Kanaka Vijayalakshmi, known by her stage name Maadhavi, is a popular Indian film actress who has acted in several Telugu, Hindi, Tamil, Kannada and Malayalam films. In a career spanning 20 years, she has acted in more than 300 films. She was one of the most leading and most successful actresses of South Indian Cinema throughout the 1980s and in early 1990s. She was popular in Malayalam, Telugu, Tamil, Kannada and Hindi films. She has won State Film Awards and Filmfare Awards. After establishing herself as a known actress of the South Indian Film Industry of the 1980s and early 90s, she left the industry in 1997.

== Early life ==
Maadhavi was born in 1962 in Velupucherla village in Eluru district, Andhra Pradesh, India to Sasirekha and Govindaswamy. She grew up with a sister and a brother, named Keerthi Kumari and Dhananjay respectively.
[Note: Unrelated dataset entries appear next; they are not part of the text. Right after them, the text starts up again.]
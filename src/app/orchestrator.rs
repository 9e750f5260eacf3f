use super::types::{ComponentState, OrchestratorStats, ShutdownReason};
use crate::config::{MotionplayConfig, PlaybackMode, SensorKind};
use crate::display::{build_display, DisplayPreparer};
use crate::error::Result;
use crate::events::{EventBus, MotionplayEvent};
use crate::playlist::Playlist;
use crate::recovery::RecoveryConfig;
use crate::sensor::{build_sensor, TriggerSource};
use crate::session::MediaSession;
use crate::trigger::{build_policy, CooldownGate};
use std::collections::HashMap;
use std::future::Future;
use std::sync::Arc;
use tokio::sync::Mutex;
use tokio::time::Instant;
use tokio_util::sync::CancellationToken;
use tracing::{info, warn, Level};

/// Apply the display layout for `mode`, then run `open_players`, so player
/// windows land on the outputs the layout just configured.
pub(super) async fn prepare_display_then<T, F, Fut>(
    display: &dyn DisplayPreparer,
    mode: PlaybackMode,
    open_players: F,
) -> (bool, T)
where
    F: FnOnce() -> Fut,
    Fut: Future<Output = T>,
{
    let prepared = display.prepare(mode).await;
    if !prepared {
        let display_name = display.name();
        warn!(
            "Display preparation via {} failed, continuing with current layout",
            display_name
        );
    }
    (prepared, open_players().await)
}

/// Owns every component and runs the sense, fire, play, rotate cycle
pub struct MotionplayOrchestrator {
    pub(super) config: MotionplayConfig,
    pub(super) event_bus: Arc<EventBus>,

    // Components
    pub(super) trigger: TriggerSource,
    pub(super) gate: CooldownGate,
    pub(super) session: Arc<MediaSession>,
    pub(super) playlist: Playlist,
    pub(super) display: Box<dyn DisplayPreparer>,
    pub(super) display_prepared: Option<bool>,
    pub(super) idle_retry: RecoveryConfig,

    // Lifecycle management
    pub(super) component_states: Arc<Mutex<HashMap<String, ComponentState>>>,
    pub(super) shutdown_reason: Arc<Mutex<Option<ShutdownReason>>>,
    pub(super) cancellation_token: CancellationToken,

    // Loop bookkeeping
    pub(super) stats: OrchestratorStats,
    pub(super) idle_ready: bool,
    pub(super) last_motion: bool,
    pub(super) last_status_at: Instant,
}

impl MotionplayOrchestrator {
    /// Build every component from configuration
    pub async fn new(config: MotionplayConfig) -> Result<Self> {
        let display = build_display(&config.display);
        Self::with_display(config, display).await
    }

    /// Build every component from configuration around an existing display
    /// preparer. The layout is applied before any player is spawned.
    pub async fn with_display(
        config: MotionplayConfig,
        display: Box<dyn DisplayPreparer>,
    ) -> Result<Self> {
        config.validate()?;

        let cancellation_token = CancellationToken::new();
        let capacity = config.system.event_bus_capacity;
        let event_bus = Arc::new(if tracing::enabled!(Level::DEBUG) {
            EventBus::with_debug_logging(capacity)
        } else {
            EventBus::new(capacity)
        });

        let sensor = build_sensor(&config.sensor, Arc::clone(&event_bus));
        if sensor.kind() != config.sensor.kind {
            warn!(
                "Configured {:?} sensor unavailable, running with {:?}",
                config.sensor.kind,
                sensor.kind()
            );
        }

        let policy = build_policy(&config.trigger);
        let trigger = if config.sensor.background {
            TriggerSource::spawn_background(
                sensor,
                policy,
                config.sensor.sample_period(),
                &cancellation_token,
            )?
        } else {
            TriggerSource::inline(sensor, policy)
        };

        let (prepared, session) = prepare_display_then(&*display, config.playback.mode, || {
            MediaSession::from_config(&config.playback, cancellation_token.clone())
        })
        .await;
        let session = session?;

        let mut orchestrator = Self::with_components(
            config,
            event_bus,
            trigger,
            session,
            display,
            cancellation_token,
        )?;
        orchestrator.display_prepared = Some(prepared);
        Ok(orchestrator)
    }

    /// Assemble an orchestrator from already built components. The session
    /// must have been created with `cancellation_token`.
    pub fn with_components(
        config: MotionplayConfig,
        event_bus: Arc<EventBus>,
        trigger: TriggerSource,
        session: MediaSession,
        display: Box<dyn DisplayPreparer>,
        cancellation_token: CancellationToken,
    ) -> Result<Self> {
        let playlist = Playlist::from_config(&config.playlist)?;
        let gate = CooldownGate::from_config(&config.trigger);
        let idle_retry = RecoveryConfig::idle_frame(&config.system);

        let display_name = display.name();
        info!(
            "Orchestrator ready: {} unit(s), {} mode, {:?} trigger, display {}",
            playlist.len(),
            config.playback.mode.as_str(),
            trigger.kind(),
            display_name
        );

        Ok(Self {
            config,
            event_bus,
            trigger,
            gate,
            session: Arc::new(session),
            playlist,
            display,
            display_prepared: None,
            idle_retry,
            component_states: Arc::new(Mutex::new(HashMap::new())),
            shutdown_reason: Arc::new(Mutex::new(None)),
            cancellation_token,
            stats: OrchestratorStats::default(),
            idle_ready: false,
            last_motion: false,
            last_status_at: Instant::now(),
        })
    }

    pub fn cancellation_token(&self) -> CancellationToken {
        self.cancellation_token.clone()
    }

    pub fn event_bus(&self) -> Arc<EventBus> {
        Arc::clone(&self.event_bus)
    }

    pub fn session(&self) -> Arc<MediaSession> {
        Arc::clone(&self.session)
    }

    pub fn playlist(&self) -> &Playlist {
        &self.playlist
    }

    pub fn gate(&self) -> &CooldownGate {
        &self.gate
    }

    pub fn stats(&self) -> &OrchestratorStats {
        &self.stats
    }

    pub fn is_idle_ready(&self) -> bool {
        self.idle_ready
    }

    /// Whether the trigger is running on a real sensor
    pub fn has_sensor(&self) -> bool {
        self.trigger.kind() != SensorKind::None
    }

    /// Publish, logging instead of failing when the bus rejects the event
    pub(super) fn publish(&self, event: MotionplayEvent) {
        if let Err(e) = self.event_bus.publish(event) {
            warn!("Failed to publish event: {}", e);
        }
    }
}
She learned Bharatanatyam from Uma Maheswari and folk dance from Bhatt from an early age and gave more than a thousand dance performances. She attended Stanley Girls High School in Hyderabad, Abids Branch.

== Career ==
Director Dasari Narayana Rao gave her a starring role in the Telugu film Thoorupu Padamara when she was a teenager. The film became a huge hit. K. Balachander then cast her in a supporting role in his Telugu film Maro Charitra (1978). She reprised her role in its Hindi remake Ek Duuje Ke Liye (1981), which became the top-grossing film of 1981. In both films, she played a lonely wealthy woman who falls in love with Kamal Haasan's character. She earned a Filmfare Award nomination as Best Supporting Actress. K. Balachander introduced her to the Tamil film industry with Thillu Mullu (1981), opposite Rajinikanth. By the end of the decade, she starred opposite Amitabh Bachchan in the Hindi film Andha Kanoon 1983, Geraftaar 1985, Agneepath (1990).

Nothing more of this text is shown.